Here, plaintiffs allege 3M stopped manufacturing PFAS in the early 2000s. Although 3M contends it is too great a leap to assume that Atotech-which did not start manufacturing chemicals containing PFAS until 2006 [Doc. 47 at ¶ 80]-used PFAS manufactured by 3M years before, 3M admits that even “it continued to use PFOA in the manufacturing process of some of its own unrelated fluoropolymer products until 2008.” [Doc. 80 at 10 n.2.] Plaintiffs urge this Court to follow a district court in Delaware in a similar case involving alleged water contamination from a Delaware electroplating facility. Banks v. E.I. du Pont de Nemours and Company, C. A. No. 19-1672-MN-JLH, 2022 WL 3139087 (D. Del. August 4, 2022). Plaintiffs highlight that the district court in Banks denied defendants' motion to dismiss despite the complaint's lack of detail; defendants there had argued plaintiffs should be “required to be more specific about the products at issue and the time frame of exposure.” Id. at *7.

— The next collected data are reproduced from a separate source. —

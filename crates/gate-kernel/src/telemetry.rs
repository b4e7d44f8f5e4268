//! Tracing subscriber setup for hosts embedding the gate.

use tracing_subscriber::{layer::SubscriberExt, util::SubscriberInitExt, EnvFilter};

/// Install a global fmt subscriber.
///
/// The filter comes from `RUST_LOG`, falling back to `info`. Returns an
/// error if a global subscriber is already set.
pub fn init_tracing(json: bool) -> Result<(), tracing_subscriber::util::TryInitError> {
    let filter = EnvFilter::try_from_default_env().unwrap_or_else(|_| EnvFilter::new("info"));
    let registry = tracing_subscriber::registry().with(filter);

    if json {
        registry
            .with(tracing_subscriber::fmt::layer().json().with_target(false))
            .try_init()
    } else {
        registry
            .with(tracing_subscriber::fmt::layer().with_target(false))
            .try_init()
    }
}

#[cfg(test)]
mod tests {
    use super::*;

    #[test]
    fn second_init_fails_without_panicking() {
        let _ = init_tracing(false);
        assert!(init_tracing(true).is_err());
    }
}
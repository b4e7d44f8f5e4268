//! Replays of the history-rewrite incident against a fresh session.

use gate_kernel::prelude::*;
use gate_test_utils::{
    force_push, incident_timeline, install_filter_tool, rewrite_history, TestSession,
};
use pretty_assertions::assert_eq;

#[test]
fn test_install_then_two_rewrites_kills_session() {
    let session = TestSession::open();
    let categories = [
        ActionCategory::InstallTool,
        ActionCategory::RewriteHistory,
        ActionCategory::RewriteHistory,
    ];

    let assessments: Vec<Assessment> = categories
        .iter()
        .map(|c| session.gate.evaluate(session.action(*c)))
        .collect();

    let verdicts: Vec<Verdict> = assessments.iter().map(|a| a.verdict).collect();
    assert_eq!(verdicts, vec![Verdict::Warn, Verdict::Pause, Verdict::Kill]);
    assert_eq!(
        assessments.iter().map(|a| a.escalated).collect::<Vec<_>>(),
        vec![false, false, true]
    );
    assert!(session.gate.is_killed());

    let entries = session.gate.audit_log().entries();
    assert_eq!(entries.len(), 3);
    let logged: Vec<ActionCategory> = entries
        .iter()
        .filter_map(|e| match &e.record {
            AuditRecord::Assessment(a) => Some(a.action.category),
            AuditRecord::Operation(_) => None,
        })
        .collect();
    assert_eq!(logged, categories.to_vec());
}

#[test]
fn test_full_timeline_stops_at_second_rewrite() {
    let session = TestSession::open();
    let timeline = incident_timeline(&session.agent());
    assert_eq!(timeline.len(), 6);

    let mut stopped_at = None;
    for (i, action) in timeline.into_iter().enumerate() {
        let a = session.gate.evaluate(action);
        if a.verdict == Verdict::Kill && stopped_at.is_none() {
            stopped_at = Some(i);
        }
    }

    // Step 3 of 6: protection removal, force push and reset never get through
    assert_eq!(stopped_at, Some(2));
    let state = session.gate.state();
    assert_eq!(state.total_dangerous, 2);
    assert_eq!(state.total_catastrophic, 1);
    assert!(session.gate.audit_log().verify_integrity().is_ok());
}

#[test]
fn test_confirmed_timeline_is_stopped_by_force_push() {
    let session = TestSession::open();
    let mut verdicts = Vec::new();
    for action in incident_timeline(&session.agent()) {
        let a = session.gate.evaluate(action);
        if a.verdict == Verdict::Pause {
            session.operator.confirm_pause();
        }
        verdicts.push(a.verdict);
    }

    assert_eq!(
        verdicts,
        vec![
            Verdict::Warn,
            Verdict::Pause,
            Verdict::Pause,
            Verdict::Pause,
            Verdict::Kill,
            Verdict::Kill,
        ]
    );
}

#[tokio::test]
async fn test_consent_gate_blocks_the_destructive_steps() {
    let session = TestSession::open();
    let install = install_filter_tool();
    let rewrite = rewrite_history("service-backend");
    let push = force_push();

    // Without consent every step is blocked and explains itself
    for op in [&install as &dyn GatedOperation, &rewrite, &push] {
        let result = session.gate.attempt_without_consent(op);
        assert!(result.blocked);
        assert!(result.message.contains("requires explicit user consent"));
    }
    assert_eq!(install.runs() + rewrite.runs() + push.runs(), 0);

    // The user approved the install, nothing else
    let consent = session.approve(&install);
    let result = session.gate.execute_destructive(&install, consent).await.unwrap();
    assert!(result.success);

    // Reusing approval meant for the install on the rewrite fails
    let consent = session.approve(&install);
    let err = session.gate.execute_destructive(&rewrite, consent).await.unwrap_err();
    assert_eq!(err.refusal(), RefusalKind::ConsentMismatch);
    assert_eq!(rewrite.runs(), 0);

    assert_eq!(session.gate.audit_log().len(), 5);
}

Ultimately, neither case is on point because neither addresses a disconnect in timing between 3M's manufacture of PFAS and another defendant's actual use of PFAS that it might have obtained indirectly from 3M through Atotech. DuPont's plaintiff entirely failed to connect the PFAS in his blood to any chemical produced by any defendant, and the Sixth Circuit held he had not established causation. In Banks, the defendant electroplating facility was alleged to have been using PFAS at the same time 3M was manufacturing PFAS, and the district court denied defendants' motion to dismiss. 2022 WL 3139087, at *7.

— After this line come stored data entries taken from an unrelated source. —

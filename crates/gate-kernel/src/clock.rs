//! Clock source for challenge, consent and audit timestamps.
//!
//! Expiry is never scheduled; it is evaluated lazily by comparing against
//! [`Clock::now`] at validation time.

use chrono::{DateTime, Duration, Utc};
use parking_lot::Mutex;

pub trait Clock: Send + Sync {
    fn now(&self) -> DateTime<Utc>;
}

/// Wall clock
#[derive(Debug, Clone, Copy, Default)]
pub struct SystemClock;

impl Clock for SystemClock {
    fn now(&self) -> DateTime<Utc> {
        Utc::now()
    }
}

/// A clock that only moves when told to.
#[derive(Debug)]
pub struct ManualClock {
    now: Mutex<DateTime<Utc>>,
}

impl ManualClock {
    pub fn new(start: DateTime<Utc>) -> Self {
        Self {
            now: Mutex::new(start),
        }
    }

    pub fn starting_now() -> Self {
        Self::new(Utc::now())
    }

    pub fn advance(&self, by: Duration) {
        let mut now = self.now.lock();
        *now += by;
    }

    pub fn set(&self, to: DateTime<Utc>) {
        *self.now.lock() = to;
    }
}

impl Clock for ManualClock {
    fn now(&self) -> DateTime<Utc> {
        *self.now.lock()
    }
}
//! Authorization Gate
//!
//! The only path through which gated operations run. Safe operations execute
//! unconditionally; destructive ones require a [`UserConsent`] by value, so
//! omitting consent does not type-check. Every call appends exactly one audit
//! record, refused or not.
//!
//! Destructive checks, all before the side effect:
//! 1. session not terminated
//! 2. consent signature verifies
//! 3. consent not older than the consent lifetime
//! 4. consent was granted for this operation's description

use crate::audit::{AuditLog, AuditRecord, OperationRecord};
use crate::classifier::OperationDescriptor;
use crate::clock::Clock;
use crate::consent::{ConsentChallenge, ConsentProtocol, UserConsent};
use crate::error::{GateError, OperationFailure};
use crate::escalation::{Assessment, EscalationTracker, SessionState};
use crate::types::{Action, ActionCategory, AgentId, SessionId, ThreatTier, Verdict};
use async_trait::async_trait;
use parking_lot::Mutex;
use serde::{Deserialize, Serialize};
use std::future::Future;
use std::sync::Arc;
use std::time::Duration;

/// Identity shared by every operation the gate can run
pub trait GatedOperation: Send + Sync {
    fn name(&self) -> &str;
    fn category(&self) -> ActionCategory;
    fn description(&self) -> &str;

    fn affected_resources(&self) -> Vec<String> {
        Vec::new()
    }

    fn descriptor(&self) -> OperationDescriptor {
        OperationDescriptor::classify(self.name(), self.category(), self.description())
    }
}

/// Operation that runs without consent
#[async_trait]
pub trait SafeOperation: GatedOperation {
    async fn execute(&self) -> Result<String, OperationFailure>;
}

/// Operation that runs only with consent bound to it
#[async_trait]
pub trait DestructiveOperation: GatedOperation {
    async fn execute(&self, consent: &UserConsent) -> Result<String, OperationFailure>;
}

/// For hosts that dispatch on operation kind at runtime
#[derive(Clone)]
pub enum Operation {
    Safe(Arc<dyn SafeOperation>),
    Destructive(Arc<dyn DestructiveOperation>),
}

impl Operation {
    pub fn descriptor(&self) -> OperationDescriptor {
        match self {
            Self::Safe(op) => op.descriptor(),
            Self::Destructive(op) => op.descriptor(),
        }
    }
}

#[derive(Debug, Clone, PartialEq, Eq, Serialize, Deserialize)]
pub struct OperationResult {
    pub success: bool,
    /// Refused by the gate; the body never ran
    pub blocked: bool,
    pub operation_name: String,
    pub message: String,
    pub threat_tier: ThreatTier,
}

impl OperationResult {
    fn completed(descriptor: &OperationDescriptor, outcome: &Result<String, OperationFailure>) -> Self {
        let (success, message) = match outcome {
            Ok(output) => (true, output.clone()),
            Err(failure) => (false, failure.to_string()),
        };
        Self {
            success,
            blocked: false,
            operation_name: descriptor.name.clone(),
            message,
            threat_tier: descriptor.threat_tier,
        }
    }

    fn blocked(descriptor: &OperationDescriptor, message: String) -> Self {
        Self {
            success: false,
            blocked: true,
            operation_name: descriptor.name.clone(),
            message,
            threat_tier: descriptor.threat_tier,
        }
    }
}

/// Agent-facing handle for one session.
///
/// Owns the session's pending challenges and shares its escalation tracker
/// only with the session's [`OperatorChannel`](crate::kernel::OperatorChannel).
pub struct AuthorizationGate {
    session_id: SessionId,
    agent_id: AgentId,
    consent: ConsentProtocol,
    tracker: Arc<Mutex<EscalationTracker>>,
    audit: Arc<AuditLog>,
    clock: Arc<dyn Clock>,
    operation_timeout: Option<Duration>,
}

impl AuthorizationGate {
    pub(crate) fn new(
        session_id: SessionId,
        agent_id: AgentId,
        consent: ConsentProtocol,
        tracker: Arc<Mutex<EscalationTracker>>,
        audit: Arc<AuditLog>,
        clock: Arc<dyn Clock>,
        operation_timeout: Option<Duration>,
    ) -> Self {
        Self {
            session_id,
            agent_id,
            consent,
            tracker,
            audit,
            clock,
            operation_timeout,
        }
    }

    pub fn session_id(&self) -> SessionId {
        self.session_id
    }

    pub fn agent_id(&self) -> &AgentId {
        &self.agent_id
    }

    pub fn is_killed(&self) -> bool {
        self.tracker.lock().is_killed()
    }

    pub fn state(&self) -> SessionState {
        self.tracker.lock().state()
    }

    pub fn audit_log(&self) -> &Arc<AuditLog> {
        &self.audit
    }

    /// Issue a challenge; its token must reach a human, not the agent
    pub fn request_consent(
        &self,
        description: impl Into<String>,
        affected_resources: Vec<String>,
        threat_tier: ThreatTier,
    ) -> Result<ConsentChallenge, GateError> {
        self.ensure_live()?;
        Ok(self
            .consent
            .request_consent(description, affected_resources, threat_tier))
    }

    /// Issue a challenge describing `op` exactly as the gate will check it
    pub fn request_consent_for(&self, op: &dyn GatedOperation) -> Result<ConsentChallenge, GateError> {
        let descriptor = op.descriptor();
        self.request_consent(
            descriptor.description,
            op.affected_resources(),
            descriptor.threat_tier,
        )
    }

    pub fn grant_consent(&self, challenge: &ConsentChallenge, response: &str) -> Option<UserConsent> {
        self.consent.grant_consent(challenge, response)
    }

    pub fn pending_challenges(&self) -> usize {
        self.consent.pending_count()
    }

    /// Fold an action into the session's escalation state
    pub fn evaluate(&self, action: Action) -> Assessment {
        let mut tracker = self.tracker.lock();
        let assessment = tracker.evaluate(action);

        match assessment.verdict {
            Verdict::Allow => tracing::debug!(
                session = %self.session_id,
                category = ?assessment.action.category,
                "action allowed"
            ),
            Verdict::Warn => tracing::warn!(
                session = %self.session_id,
                category = ?assessment.action.category,
                reasoning = %assessment.reasoning,
                "elevated action"
            ),
            Verdict::Pause => tracing::warn!(
                session = %self.session_id,
                category = ?assessment.action.category,
                "session paused, awaiting operator confirmation"
            ),
            Verdict::Kill => tracing::error!(
                session = %self.session_id,
                category = ?assessment.action.category,
                escalated = assessment.escalated,
                reasoning = %assessment.reasoning,
                "session killed"
            ),
        }

        // Appended under the tracker lock to keep per-session order
        self.record(AuditRecord::Assessment(assessment.clone()));
        drop(tracker);
        assessment
    }

    pub async fn execute_safe(&self, op: &dyn SafeOperation) -> Result<OperationResult, GateError> {
        let descriptor = op.descriptor();
        self.ensure_live_for(&descriptor)?;

        if descriptor.requires_consent() {
            return Err(self.refuse(
                &descriptor,
                GateError::ConsentRequired {
                    operation: descriptor.name.clone(),
                },
            ));
        }

        let outcome = self.run(op.execute()).await;
        Ok(self.complete(&descriptor, &outcome))
    }

    /// Consumes `consent`: it authorizes at most one execution
    pub async fn execute_destructive(
        &self,
        op: &dyn DestructiveOperation,
        consent: UserConsent,
    ) -> Result<OperationResult, GateError> {
        let descriptor = op.descriptor();
        self.ensure_live_for(&descriptor)?;
        self.validate_consent(&descriptor, &consent)?;

        tracing::info!(
            session = %self.session_id,
            operation = %descriptor.name,
            threat_tier = %descriptor.threat_tier,
            "consent verified, executing"
        );
        let outcome = self.run(op.execute(&consent)).await;
        Ok(self.complete(&descriptor, &outcome))
    }

    pub async fn execute(
        &self,
        op: Operation,
        consent: Option<UserConsent>,
    ) -> Result<OperationResult, GateError> {
        match (op, consent) {
            (Operation::Safe(op), _) => self.execute_safe(&*op).await,
            (Operation::Destructive(op), Some(consent)) => {
                self.execute_destructive(&*op, consent).await
            }
            (Operation::Destructive(op), None) => {
                let descriptor = op.descriptor();
                self.ensure_live_for(&descriptor)?;
                Err(self.refuse(
                    &descriptor,
                    GateError::ConsentRequired {
                        operation: descriptor.name.clone(),
                    },
                ))
            }
        }
    }

    /// Record an attempt to run `op` with no consent at all. Always blocked.
    pub fn attempt_without_consent(&self, op: &dyn GatedOperation) -> OperationResult {
        let descriptor = op.descriptor();
        let message = format!(
            "BLOCKED: {} requires explicit user consent. Threat level: {}. What this operation does: {}",
            descriptor.name, descriptor.threat_tier, descriptor.description
        );
        tracing::warn!(
            session = %self.session_id,
            operation = %descriptor.name,
            threat_tier = %descriptor.threat_tier,
            "operation attempted without consent"
        );

        let result = OperationResult::blocked(&descriptor, message);
        let refusal = if self.is_killed() {
            GateError::SessionTerminated {
                session_id: self.session_id,
            }
        } else {
            GateError::ConsentRequired {
                operation: descriptor.name.clone(),
            }
        };
        self.record(AuditRecord::Operation(OperationRecord {
            result: result.clone(),
            refusal: Some(refusal.refusal()),
        }));
        result
    }

    fn ensure_live(&self) -> Result<(), GateError> {
        if self.is_killed() {
            tracing::warn!(session = %self.session_id, "request refused, session terminated");
            return Err(GateError::SessionTerminated {
                session_id: self.session_id,
            });
        }
        Ok(())
    }

    fn ensure_live_for(&self, descriptor: &OperationDescriptor) -> Result<(), GateError> {
        if self.is_killed() {
            return Err(self.refuse(
                descriptor,
                GateError::SessionTerminated {
                    session_id: self.session_id,
                },
            ));
        }
        Ok(())
    }

    fn validate_consent(
        &self,
        descriptor: &OperationDescriptor,
        consent: &UserConsent,
    ) -> Result<(), GateError> {
        if !consent.is_valid() {
            return Err(self.refuse(
                descriptor,
                GateError::ConsentInvalid {
                    operation: descriptor.name.clone(),
                },
            ));
        }

        let now = self.clock.now();
        if consent.is_expired_at(now, self.consent.ttl()) {
            return Err(self.refuse(
                descriptor,
                GateError::ConsentExpired {
                    operation: descriptor.name.clone(),
                    age_secs: consent.age_at(now).num_seconds(),
                },
            ));
        }

        if consent.description() != descriptor.description {
            return Err(self.refuse(
                descriptor,
                GateError::ConsentMismatch {
                    operation: descriptor.name.clone(),
                    granted_for: consent.description().to_string(),
                    requested: descriptor.description.clone(),
                },
            ));
        }
        Ok(())
    }

    async fn run<F>(&self, body: F) -> Result<String, OperationFailure>
    where
        F: Future<Output = Result<String, OperationFailure>>,
    {
        match self.operation_timeout {
            Some(limit) => match tokio::time::timeout(limit, body).await {
                Ok(outcome) => outcome,
                Err(_) => Err(OperationFailure::TimedOut {
                    timeout_ms: u64::try_from(limit.as_millis()).unwrap_or(u64::MAX),
                }),
            },
            None => body.await,
        }
    }

    fn complete(
        &self,
        descriptor: &OperationDescriptor,
        outcome: &Result<String, OperationFailure>,
    ) -> OperationResult {
        match outcome {
            Ok(_) => tracing::info!(
                session = %self.session_id,
                operation = %descriptor.name,
                "operation completed"
            ),
            Err(failure) => tracing::warn!(
                session = %self.session_id,
                operation = %descriptor.name,
                error = %failure,
                "operation failed"
            ),
        }
        let result = OperationResult::completed(descriptor, outcome);
        self.record(AuditRecord::Operation(OperationRecord {
            result: result.clone(),
            refusal: None,
        }));
        result
    }

    fn refuse(&self, descriptor: &OperationDescriptor, error: GateError) -> GateError {
        if error.is_forgery_suspect() {
            tracing::error!(
                session = %self.session_id,
                operation = %descriptor.name,
                "consent signature invalid, possible forgery"
            );
        } else {
            tracing::warn!(
                session = %self.session_id,
                operation = %descriptor.name,
                refusal = %error.refusal(),
                "operation refused"
            );
        }
        self.record(AuditRecord::Operation(OperationRecord {
            result: OperationResult::blocked(descriptor, error.to_string()),
            refusal: Some(error.refusal()),
        }));
        error
    }

    fn record(&self, record: AuditRecord) {
        if let Err(e) = self.audit.append(self.session_id, self.clock.now(), record) {
            tracing::error!(session = %self.session_id, error = %e, "failed to append audit entry");
        }
    }
}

Although plaintiffs here lack the Banks plaintiffs' timing, they do not make the DuPont plaintiff's mistake. Plaintiffs here do allege that 3M and Atotech “designed, manufactured, formulated, promoted, marketed and sold (directly and indirectly) PFAS products that were used in SRG's electroplating manufacturing processes.” [Doc. 47 at ¶ 33.] Although thin, plaintiffs have pleaded what defendants 3M and Atotech deny-that those defendants manufactured and sold the chemicals SRG used that ultimately leeched into the plaintiffs' water source.

2. Failure to warn

Defendants' next causation-related argument pertains to plaintiffs' negligence claim. Count IV for negligence includes that defendants “failed to warn plaintiffs, SRG, and the public regarding the hazards associated with their PFAS products.” [Doc. 47 at ¶ 126a.] The elements of a claim for negligent failure to warn are

(1) the defendant designed the product at issue; (2) the product did not contain an adequate warning of the alleged defect or hazard; (3) the defendant failed to use ordinary care to warn of the risk of harm from the alleged defect or hazard; and (4) as a direct result of the defendant's failure to adequately warn, the plaintiff sustained damage.
Moore v. Ford Motor Co., 332 S.W.3d 749, 764 (Mo. banc 2011).

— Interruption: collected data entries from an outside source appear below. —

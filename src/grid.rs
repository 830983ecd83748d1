//! Grid definition and cell geometry
//!
//! A CMAQ grid is a regular rectangle of `NCOLS` × `NROWS` cells in projected
//! coordinates. `XORIG`/`YORIG` locate the lower-left *edge* of the grid, so
//! cell centers sit half a cell in from the origin and the corner mesh is one
//! larger than the center grid along each axis.

use crate::errors::{CmaqGridError, Result};
use ndarray::{Array1, Array2};

/// Coordinate system of a grid, mapped from the I/O API `GDTYP` code.
#[derive(Debug, Clone, Copy, PartialEq, Eq)]
pub enum ProjectionType {
    /// Geographic longitude/latitude (`LATGRD3`)
    LatLon,
    /// Lambert Conformal Conic (`LAMGRD3`)
    LambertConformal,
    /// General Mercator (`MERGRD3`)
    Mercator,
    /// General tangent stereographic (`STEGRD3`)
    Stereographic,
    /// Universal Transverse Mercator (`UTMGRD3`)
    Utm,
    /// Polar secant stereographic (`POLGRD3`)
    PolarStereographic,
    /// Equatorial Mercator (`EQMGRD3`)
    EquatorialMercator,
    /// Transverse Mercator (`TRMGRD3`)
    TransverseMercator,
    /// Albers equal-area conic (`ALBGRD3`)
    AlbersEqualArea,
    /// Lambert azimuthal equal-area (`LEQGRD3`)
    LambertAzimuthal,
    /// Any code not defined by the I/O API
    Other(i32),
}

impl ProjectionType {
    /// Map an I/O API `GDTYP` code to a projection type
    #[must_use]
    pub const fn from_gdtyp(code: i32) -> Self {
        match code {
            1 => Self::LatLon,
            2 => Self::LambertConformal,
            3 => Self::Mercator,
            4 => Self::Stereographic,
            5 => Self::Utm,
            6 => Self::PolarStereographic,
            7 => Self::EquatorialMercator,
            8 => Self::TransverseMercator,
            9 => Self::AlbersEqualArea,
            10 => Self::LambertAzimuthal,
            other => Self::Other(other),
        }
    }

    /// The I/O API `GDTYP` code for this projection type
    #[must_use]
    pub const fn gdtyp(self) -> i32 {
        match self {
            Self::LatLon => 1,
            Self::LambertConformal => 2,
            Self::Mercator => 3,
            Self::Stereographic => 4,
            Self::Utm => 5,
            Self::PolarStereographic => 6,
            Self::EquatorialMercator => 7,
            Self::TransverseMercator => 8,
            Self::AlbersEqualArea => 9,
            Self::LambertAzimuthal => 10,
            Self::Other(code) => code,
        }
    }

    /// Human-readable name
    #[must_use]
    pub const fn name(self) -> &'static str {
        match self {
            Self::LatLon => "lat-lon",
            Self::LambertConformal => "Lambert Conformal Conic",
            Self::Mercator => "Mercator",
            Self::Stereographic => "stereographic",
            Self::Utm => "UTM",
            Self::PolarStereographic => "polar stereographic",
            Self::EquatorialMercator => "equatorial Mercator",
            Self::TransverseMercator => "transverse Mercator",
            Self::AlbersEqualArea => "Albers equal-area",
            Self::LambertAzimuthal => "Lambert azimuthal equal-area",
            Self::Other(_) => "unknown",
        }
    }

    /// Whether X/Y are planar projection coordinates rather than lon/lat
    #[must_use]
    pub const fn is_projected(self) -> bool {
        !matches!(self, Self::LatLon)
    }
}

/// Grid definition read from a file's global attributes
#[derive(Debug, Clone, PartialEq)]
pub struct GridDefinition {
    pub projection_type: ProjectionType,
    pub cell_size_x: f64,
    pub cell_size_y: f64,
    /// X of the lower-left cell edge
    pub origin_x: f64,
    /// Y of the lower-left cell edge
    pub origin_y: f64,
    pub column_count: usize,
    pub row_count: usize,
    pub center_longitude: f64,
    pub center_latitude: f64,
    pub standard_parallel_1: f64,
    pub standard_parallel_2: f64,
}

/// Cell-center coordinates along each axis
#[derive(Debug, Clone, PartialEq)]
pub struct CellCenterGrid {
    /// Length `column_count`
    pub x: Array1<f64>,
    /// Length `row_count`
    pub y: Array1<f64>,
}

/// Cell-corner mesh, shape `(row_count + 1, column_count + 1)`
#[derive(Debug, Clone, PartialEq)]
pub struct CellCornerGrid {
    pub x: Array2<f64>,
    pub y: Array2<f64>,
}

impl CellCornerGrid {
    /// Shape of the mesh as `(rows, columns)`
    #[must_use]
    pub fn shape(&self) -> (usize, usize) {
        self.x.dim()
    }
}

/// Bounding box of the whole grid (outer cell corners)
#[derive(Debug, Clone, Copy, PartialEq)]
pub struct DomainBounds {
    pub x_min: f64,
    pub x_max: f64,
    pub y_min: f64,
    pub y_max: f64,
}

impl DomainBounds {
    /// Inclusive containment test. Non-finite coordinates are never inside.
    #[must_use]
    pub fn contains(&self, x: f64, y: f64) -> bool {
        x.is_finite()
            && y.is_finite()
            && x >= self.x_min
            && x <= self.x_max
            && y >= self.y_min
            && y <= self.y_max
    }
}

impl GridDefinition {
    /// Check that the definition describes a usable grid.
    ///
    /// # Errors
    ///
    /// Returns `InvalidGrid` for non-positive or non-finite cell sizes, empty
    /// dimensions, or non-finite origin/projection parameters.
    pub fn validate(&self) -> Result<()> {
        for (name, size) in [("XCELL", self.cell_size_x), ("YCELL", self.cell_size_y)] {
            if !size.is_finite() || size <= 0.0 {
                return Err(CmaqGridError::InvalidGrid {
                    message: format!("{} must be a positive cell size, got {}", name, size),
                });
            }
        }
        if self.column_count == 0 || self.row_count == 0 {
            return Err(CmaqGridError::InvalidGrid {
                message: format!(
                    "grid must have at least one cell, got {} columns × {} rows",
                    self.column_count, self.row_count
                ),
            });
        }
        let scalars = [
            ("XORIG", self.origin_x),
            ("YORIG", self.origin_y),
            ("XCENT", self.center_longitude),
            ("YCENT", self.center_latitude),
            ("P_ALP", self.standard_parallel_1),
            ("P_BET", self.standard_parallel_2),
        ];
        if let Some((name, value)) = scalars.iter().find(|(_, v)| !v.is_finite()) {
            return Err(CmaqGridError::InvalidGrid {
                message: format!("{} must be finite, got {}", name, value),
            });
        }
        Ok(())
    }

    /// Fail unless the grid uses planar projection coordinates.
    pub(crate) fn ensure_projected(&self, operation: &str) -> Result<()> {
        if self.projection_type.is_projected() {
            Ok(())
        } else {
            Err(CmaqGridError::UnsupportedProjection {
                projection: self.projection_type.name().to_string(),
                operation: operation.to_string(),
            })
        }
    }

    /// X and Y grid cell centers in projection units (m).
    ///
    /// # Errors
    ///
    /// Returns `UnsupportedProjection` for lat-lon grids.
    pub fn cell_centers(&self) -> Result<CellCenterGrid> {
        self.ensure_projected("cell centers")?;

        let x = axis_positions(self.origin_x, self.cell_size_x, self.column_count, 0.5);
        let y = axis_positions(self.origin_y, self.cell_size_y, self.row_count, 0.5);

        Ok(CellCenterGrid { x, y })
    }

    /// X and Y grid cell corners in projection units (m), as 2D meshes.
    ///
    /// # Errors
    ///
    /// Returns `UnsupportedProjection` for lat-lon grids.
    pub fn cell_corners(&self) -> Result<CellCornerGrid> {
        self.ensure_projected("cell corners")?;

        let x_edges = axis_positions(self.origin_x, self.cell_size_x, self.column_count + 1, 0.0);
        let y_edges = axis_positions(self.origin_y, self.cell_size_y, self.row_count + 1, 0.0);

        let shape = (y_edges.len(), x_edges.len());
        let x = Array2::from_shape_fn(shape, |(_, col)| x_edges[col]);
        let y = Array2::from_shape_fn(shape, |(row, _)| y_edges[row]);

        Ok(CellCornerGrid { x, y })
    }

    /// Bounding box of the outer cell corners.
    ///
    /// Same values as the min/max of [`cell_corners`](Self::cell_corners)
    /// without building the mesh.
    ///
    /// # Errors
    ///
    /// Returns `UnsupportedProjection` for lat-lon grids.
    pub fn domain_bounds(&self) -> Result<DomainBounds> {
        self.ensure_projected("domain bounds")?;

        let x_far = edge(self.origin_x, self.cell_size_x, self.column_count, 0.0);
        let y_far = edge(self.origin_y, self.cell_size_y, self.row_count, 0.0);

        Ok(DomainBounds {
            x_min: self.origin_x.min(x_far),
            x_max: self.origin_x.max(x_far),
            y_min: self.origin_y.min(y_far),
            y_max: self.origin_y.max(y_far),
        })
    }
}

#[inline]
fn edge(origin: f64, step: f64, index: usize, offset: f64) -> f64 {
    origin + step * (index as f64 + offset)
}

// Index multiplication keeps the length exact and avoids step accumulation drift.
fn axis_positions(origin: f64, step: f64, count: usize, offset: f64) -> Array1<f64> {
    Array1::from_shape_fn(count, |k| edge(origin, step, k, offset))
}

Defendant 3M argues that plaintiffs lack standing because they cannot establish the fourth element, which requires causation. That is, 3M says plaintiffs cannot show that “a warning [from 3M] would have altered” the “behavior” of the companies and individuals involved. Menz v. New Holland N. Am., Inc., 507 F.3d 1107, 1111 (8th Cir. 2007). Both defendants suggest that plaintiffs allege their fellow defendants already knew the alleged dangers of PFOS, PFOA, and (in SRG's case) hexavalent chromium, thus vitiating plaintiffs' failure to warn claim. [Doc. 80 at 14 (citing Doc. 47 at ¶¶ 50, 7278, 81, 105).] However, Missouri's presumption that an adequate warning will be heeded can be rebutted, but only if a jury can find a user did not know of the specific danger involved. See Menz, 507 F.3d at 1112 (emphasis added). It is not sufficient that the user knew only the general danger associated with the activity. See DG&G, Inc. v. FlexSol Packaging Corp., 576 F.3d 820, 824 (8th Cir. 2009). Nothing in the pleadings suggests SRG knew, specifically, of PFAS discharges and their specific dangers earlier than 2020. [See Doc. 47 at ¶¶ 54-55.]

In addition, defendants contend, plaintiffs would have had no reason to act differently-for example, by switching water sources-even had 3M/Atotech issued a warning about the alleged dangers of PFOS or PFOA because plaintiffs allegedly “did not know” about the presence of those chemicals in their water “until late 2022.” [Doc. 47 at ¶ 43.] Again, Missouri law presumes an ordinary person would heed warnings and take precautions to avoid harm. It is not entirely clear what sort of warning plaintiffs claim they were owed. They appear to claim they were damaged because, had a warning been given to plaintiffs, the public, or SRG, then plaintiffs would have learned about the chemicals in their water supplier earlier. Plaintiffs' allegations, though again thin, are sufficient to withstand the motions to dismiss on this point.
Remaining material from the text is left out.